Este detalhe é importante em um país que negligência seus cidadãos e implode as pontes que proporcionam a mobilidade social. Rebeca faz parte das estatísticas de crianças oriundas de lares chefiados por mulheres, aquilo que o vice-presidente e general da reserva Hamilton Mourão qualificou como “fábricas de desajustados” (Mourão tem sangue indígena, mas a proximidade com a casa grande tornou sua vida muito fácil. Não exijam muito de um incapaz). Nem sempre, meu caro. 

Rebeca é preta, evangélica, de periferia. Saiu de uma situação de extrema vulnerabilidade para o pódio de sua modalidade nas Olimpíadas de Tóquio. Não foi graças ao governo, mas sim a uma teia de ações individuais e coletivas, de conquistas para a cidadania que passam por sua família lutando para manter a dignidade em meio a pobreza e pela trajetória igualmente ilustre de sua colega e antecessora Daiane dos Santos. 

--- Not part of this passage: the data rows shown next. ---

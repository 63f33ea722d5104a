//! Error types shared by every engine subsystem.
//!
//! Configuration mistakes (noise dimensionality, malformed meshes, broken biome
//! tables, unreadable config files) are reported when the offending value is
//! constructed. GPU compile and link failures abort the draw path of the frame
//! that triggered them. Resources that are merely not ready yet are never
//! errors; the pipeline skips them and polls again on the next frame.

use thiserror::Error;

/// Every failure the engine can surface to its caller.
#[derive(Debug, Error)]
pub enum EngineError {
    /// A coordinate, translation or scale vector has the wrong number of components.
    #[error("noise dimensionality mismatch: expected {expected} components, got {actual}")]
    DimensionMismatch {
        /// Dimensionality of the noise field.
        expected: usize,
        /// Length of the vector that was supplied.
        actual: usize,
    },

    /// A fractal noise was built without any base field.
    #[error("fractal noise requires at least one base noise field")]
    EmptyFractal,

    /// A gradient lattice has no dimensions or a zero-sized dimension.
    #[error("invalid noise lattice: {0}")]
    InvalidLattice(String),

    /// Mesh attributes or faces violate the triangle mesh invariants.
    #[error("malformed mesh: {0}")]
    MalformedMesh(String),

    /// The biome table cannot resolve every range to a known biome.
    #[error("invalid biome configuration: {0}")]
    BiomeConfiguration(String),

    /// A chunk manager has a zero-sized chunk, window or atlas.
    #[error("invalid chunk manager configuration: {0}")]
    ChunkConfiguration(String),

    /// A shader module was rejected by the GPU backend.
    #[error("shader `{id}` failed to compile: {message}")]
    ShaderCompilation {
        /// Identifier of the shader.
        id: String,
        /// Backend diagnostic.
        message: String,
    },

    /// Vertex and fragment stages could not be linked into a pipeline.
    #[error("program `{id}` failed to link: {message}")]
    ProgramLink {
        /// Identifier of the program.
        id: String,
        /// Backend diagnostic.
        message: String,
    },

    /// A texture source could not be decoded into RGBA pixels.
    #[error("texture `{id}` could not be decoded: {source}")]
    TextureDecode {
        /// Identifier of the texture.
        id: String,
        /// Decoder error.
        #[source]
        source: image::ImageError,
    },

    /// No GPU adapter satisfied the request.
    #[error("no compatible GPU adapter: {0}")]
    Adapter(String),

    /// The adapter refused to hand out a device.
    #[error("GPU device request failed: {0}")]
    Device(String),

    /// The window surface could not be created, configured or acquired.
    #[error("surface error: {0}")]
    Surface(String),

    /// The windowing system refused to create the event loop or the window.
    #[error("window error: {0}")]
    Window(String),

    /// A worker answered for a chunk manager that does not exist.
    #[error("unknown chunk manager index {0}")]
    UnknownChunkManager(usize),

    /// An entity referenced by id is not in the scene.
    #[error("unknown entity {0}")]
    UnknownEntity(u64),

    /// Reading a file failed.
    #[error(transparent)]
    Io(#[from] std::io::Error),

    /// A JSON document could not be parsed.
    #[error(transparent)]
    Json(#[from] serde_json::Error),
}

/// Convenience alias used throughout the crate.
pub type EngineResult<T> = Result<T, EngineError>;
//! # Voxel World
//!
//! Terrain generation and chunk streaming.
//!
//! ## Architecture
//!
//! * **Biome**: atlas tiles per biome and the height bands that select them
//! * **Chunk**: grid coordinates, streaming records and the mesh generator
//! * **ChunkManager**: the window of chunks kept around one target entity
//! * **ChunkSystem**: ticks every manager and owns the generation workers
//! * **Tasks**: the request and result messages exchanged with workers
//!
//! ## Data Flow
//!
//! 1. The target moves; its manager requests the chunks entering the window
//! 2. Workers generate one mesh per request
//! 3. The next tick places each mesh in the scene as a chunk entity
//! 4. Chunks leaving the window are destroyed, and the rendering system releases
//!    their GPU resources

pub mod biome;
pub mod chunk;
pub mod chunk_manager;
pub mod chunk_system;
pub mod tasks;

pub use chunk_manager::{ChunkManager, ChunkTarget};
pub use chunk_system::{ChunkSystem, StreamingReport};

Talvez Rebeca não tenha ainda a exata dimensão do que representa, mas basta a ela saber que é a luz no fim do túnel. Ela descende dos escravizados, aqueles que foram sequestrados e condenados a uma vida que não lhes pertencia. É também o farol para milhões de meninas negras que agora tem a certeza que podem ir além do cárcere social proposto por esta realidade mesquinha. Cada um de nós que consegue driblar as perversas estatísticas acabam arrastando outros tantos pelo exemplo. É este ciclo virtuoso que devemos seguir afim de estabelecermos justiça e honrarmos as memórias de quem nos precede.[left-sidebar]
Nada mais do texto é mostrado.